In 106 AD Emperor Trajan was returning from his victorious campaign against the Dacians in what is today Romania. These bellicose tribes had finally been conquered and subdued. Their capital, Sarmizegetusa, was put under sword and fire, and the defeated King Decebalus had killed himself to avoid capture. Trajan had finished what his predecessors – and he himself, in an earlier campaign, in 101-102 – had failed to achieve. He had secured the Danubian lands and the rich gold and iron mines of the Dacians, a precious addition to the troubled state economy struggling under the cost of expensive military campaigns. 

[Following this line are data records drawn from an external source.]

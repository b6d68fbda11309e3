//! Pairwise correspondence between a reference type and a target type.
//!
//! [`MatchContext`] answers "could these two declarations be the same type?"
//! without running a global match. The type matching engine uses it to find
//! candidates; member comparison, base types and contracts use
//! [`MatchContext::names_correspond`] on bare type names.

use std::collections::HashMap;

use crate::core::config::{ComparisonConfig, NamespaceMapping};
use crate::core::descriptor::TypeDescriptor;
use crate::core::types::{kinds_compatible, HeuristicRule, Side, TypeKind};
use crate::matching::naming::{
    flatten_nesting, infer_target_namespace, strip_implementation_suffix, NameForms,
    INTERFACE_MARKER,
};

/// Read-only lookup tables for one comparison run
#[derive(Debug)]
pub struct MatchContext<'a> {
    config: &'a ComparisonConfig,
    reference_index: HashMap<&'a str, &'a TypeDescriptor>,
    target_index: HashMap<&'a str, &'a TypeDescriptor>,
    well_known: HashMap<&'a str, &'a [String]>,
    overrides: HashMap<&'a str, &'a str>,
}

impl<'a> MatchContext<'a> {
    pub fn new(
        reference: impl IntoIterator<Item = &'a TypeDescriptor>,
        target: impl IntoIterator<Item = &'a TypeDescriptor>,
        config: &'a ComparisonConfig,
    ) -> Self {
        let reference_index = reference
            .into_iter()
            .map(|t| (t.full_name.as_str(), t))
            .collect();
        let target_index = target
            .into_iter()
            .map(|t| (t.full_name.as_str(), t))
            .collect();
        let well_known = config
            .well_known_types
            .iter()
            .map(|w| (w.target.as_str(), w.references.as_slice()))
            .collect();
        // First override per reference wins, as in the matcher
        let mut overrides = HashMap::new();
        for o in &config.overrides {
            overrides
                .entry(o.reference.as_str())
                .or_insert(o.target.as_str());
        }

        Self {
            config,
            reference_index,
            target_index,
            well_known,
            overrides,
        }
    }

    #[must_use]
    pub fn config(&self) -> &'a ComparisonConfig {
        self.config
    }

    /// Target namespace a reference package is expected to live in
    #[must_use]
    pub fn expected_namespace(&self, package: &str) -> String {
        expected_namespace(package, &self.config.namespace_mappings)
    }

    /// Full target name expected for `reference` under `rule`, for diagnostics
    #[must_use]
    pub fn expected_target_name(
        &self,
        reference: &TypeDescriptor,
        rule: HeuristicRule,
    ) -> Option<String> {
        let forms = expected_forms(reference, rule)?;
        let namespace = self.expected_namespace(&reference.package);
        Some(if namespace.is_empty() {
            forms.dotted()
        } else {
            format!("{namespace}.{}", forms.dotted())
        })
    }

    /// Heuristic test of one reference/target pair under a single rule
    #[must_use]
    pub fn heuristic_match(
        &self,
        reference: &TypeDescriptor,
        target: &TypeDescriptor,
        rule: HeuristicRule,
    ) -> bool {
        if !kinds_compatible(reference.kind, target.kind) {
            return false;
        }
        if !self
            .expected_namespace(&reference.package)
            .eq_ignore_ascii_case(&target.package)
        {
            return false;
        }
        let Some(expected) = expected_forms(reference, rule) else {
            return false;
        };
        let actual = flatten_nesting(target.nested_path(), Side::Target);
        forms_match(&expected, &actual, rule)
    }

    /// The target declares exactly the reference's package and dotted name
    #[must_use]
    pub fn declared_equivalent_match(
        &self,
        reference: &TypeDescriptor,
        target: &TypeDescriptor,
    ) -> bool {
        target.declared_equivalent.as_ref().is_some_and(|declared| {
            declared.package == reference.package
                && declared.name == flatten_nesting(reference.nested_path(), Side::Reference).dotted()
        })
    }

    /// Whether two descriptors correspond by override, declared equivalence, or any heuristic rule.
    ///
    /// An override for `reference` is authoritative: no other target corresponds to it.
    #[must_use]
    pub fn pair_corresponds(&self, reference: &TypeDescriptor, target: &TypeDescriptor) -> bool {
        if let Some(overridden) = self.overrides.get(reference.full_name.as_str()) {
            return *overridden == target.full_name;
        }
        if target.declared_equivalent.is_some() {
            return self.declared_equivalent_match(reference, target);
        }
        HeuristicRule::ALL
            .into_iter()
            .any(|rule| self.heuristic_match(reference, target, rule))
    }

    /// Whether a reference type name and a target type name denote the same type.
    ///
    /// Used for base types, contracts, declared member types and parameters.
    /// Array ranks must agree and generic arguments are ignored. Well-known
    /// platform types are decided by the configured table alone; names of
    /// types present in the run are compared as descriptors, anything else by
    /// the name heuristic.
    #[must_use]
    pub fn names_correspond(&self, reference: &str, target: &str) -> bool {
        let (reference, reference_rank) = split_array_rank(reference);
        let (target, target_rank) = split_array_rank(target);
        if reference_rank != target_rank {
            return false;
        }

        let canonical_target = flatten_nesting(target, Side::Target).dotted();
        if let Some(references) = self.well_known.get(canonical_target.as_str()) {
            return references.iter().any(|r| r == reference);
        }
        if reference == target {
            return true;
        }

        match (
            self.reference_index.get(reference),
            self.target_index.get(target),
        ) {
            (Some(r), Some(t)) => self.pair_corresponds(r, t),
            _ => self.names_correspond_by_heuristic(reference, target),
        }
    }

    // Kinds are unknown for types outside the run; try the class and interface conventions.
    fn names_correspond_by_heuristic(&self, reference: &str, target: &str) -> bool {
        [TypeKind::Class, TypeKind::Interface].into_iter().any(|kind| {
            let r = TypeDescriptor::new(Side::Reference, kind, reference);
            let t = TypeDescriptor::new(Side::Target, kind, target);
            HeuristicRule::ALL
                .into_iter()
                .any(|rule| self.heuristic_match(&r, &t, rule))
        })
    }
}

/// Resolve the expected target namespace for a reference package.
///
/// The longest mapping whose prefix matches on a segment boundary wins (the
/// first listed on a tie); the unmatched remainder and packages with no
/// mapping fall back to per-segment capitalization.
#[must_use]
pub fn expected_namespace(package: &str, mappings: &[NamespaceMapping]) -> String {
    let best = mappings
        .iter()
        .filter(|m| prefix_matches(package, &m.reference_prefix))
        .fold(None::<&NamespaceMapping>, |best, m| match best {
            Some(b) if b.reference_prefix.len() >= m.reference_prefix.len() => Some(b),
            _ => Some(m),
        });

    match best {
        Some(mapping) => format!(
            "{}{}",
            mapping.target_prefix,
            infer_target_namespace(&package[mapping.reference_prefix.len()..])
        ),
        None => infer_target_namespace(package),
    }
}

fn prefix_matches(package: &str, prefix: &str) -> bool {
    !prefix.is_empty()
        && package
            .strip_prefix(prefix)
            .is_some_and(|rest| rest.is_empty() || rest.starts_with('.'))
}

/// Target-side nesting path expected for a reference type under `rule`.
///
/// A class always loses its implementation suffix, so the plain rules do not
/// apply to a suffixed class and the suffix rules apply to nothing else.
/// Returns `None` when the rule does not apply to the type.
#[must_use]
pub fn expected_forms(reference: &TypeDescriptor, rule: HeuristicRule) -> Option<NameForms> {
    let forms = flatten_nesting(reference.nested_path(), Side::Reference);
    let innermost = forms.innermost();
    let stripped = strip_implementation_suffix(innermost, reference.kind);
    let has_suffix = stripped.len() != innermost.len();
    if rule.strips_suffix() != has_suffix {
        return None;
    }

    let expected = match reference.kind {
        TypeKind::Interface => format!("{INTERFACE_MARKER}{innermost}"),
        _ => stripped.to_string(),
    };

    Some(forms.with_innermost(expected))
}

fn forms_match(expected: &NameForms, actual: &NameForms, rule: HeuristicRule) -> bool {
    let expected_dotted = expected.dotted();
    let actual_dotted = actual.dotted();

    if !rule.flattens() {
        return expected_dotted == actual_dotted;
    }
    expected.is_nested() != actual.is_nested()
        && (expected.flattened().contains(&actual_dotted)
            || actual.flattened().contains(&expected_dotted))
}

/// Split a type name into its element name and array rank, dropping generic arguments
fn split_array_rank(name: &str) -> (&str, usize) {
    let mut element = strip_type_arguments(name).trim();
    let mut rank = 0;
    while let Some(inner) = element.strip_suffix("[]") {
        element = inner;
        rank += 1;
    }
    (element, rank)
}

fn strip_type_arguments(name: &str) -> &str {
    [name.find('<'), name.find("[[")]
        .into_iter()
        .flatten()
        .min()
        .map_or(name, |idx| &name[..idx])
}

The emperor was toying with a string of ideas about how to celebrate this victory. He wanted more than just the traditional triumphal entry into Rome with his legions, enslaved enemies and booty. So Trajan ordered 123 days of festivities and gladly accepted the gift from the Senate of a 30-metre column with reliefs showing crucial moments from the Dacian wars. Even today this column is one of the major tourist sights in Rome. In 109 he built another monument to his victory, this time in the land of the Dacians – the Tropaeum Traiani, or the Trophy of Trajan, near modern-day Adamclisi in Romania. 

nicopolis ad istrum ancient roman city bulgaria

The city has been excavated for years

But what few people know is that Trajan did something else to commemorate his famous victory: He built an entire city, in today's Bulgaria, and his reasons for doing so went beyond mere vanity. 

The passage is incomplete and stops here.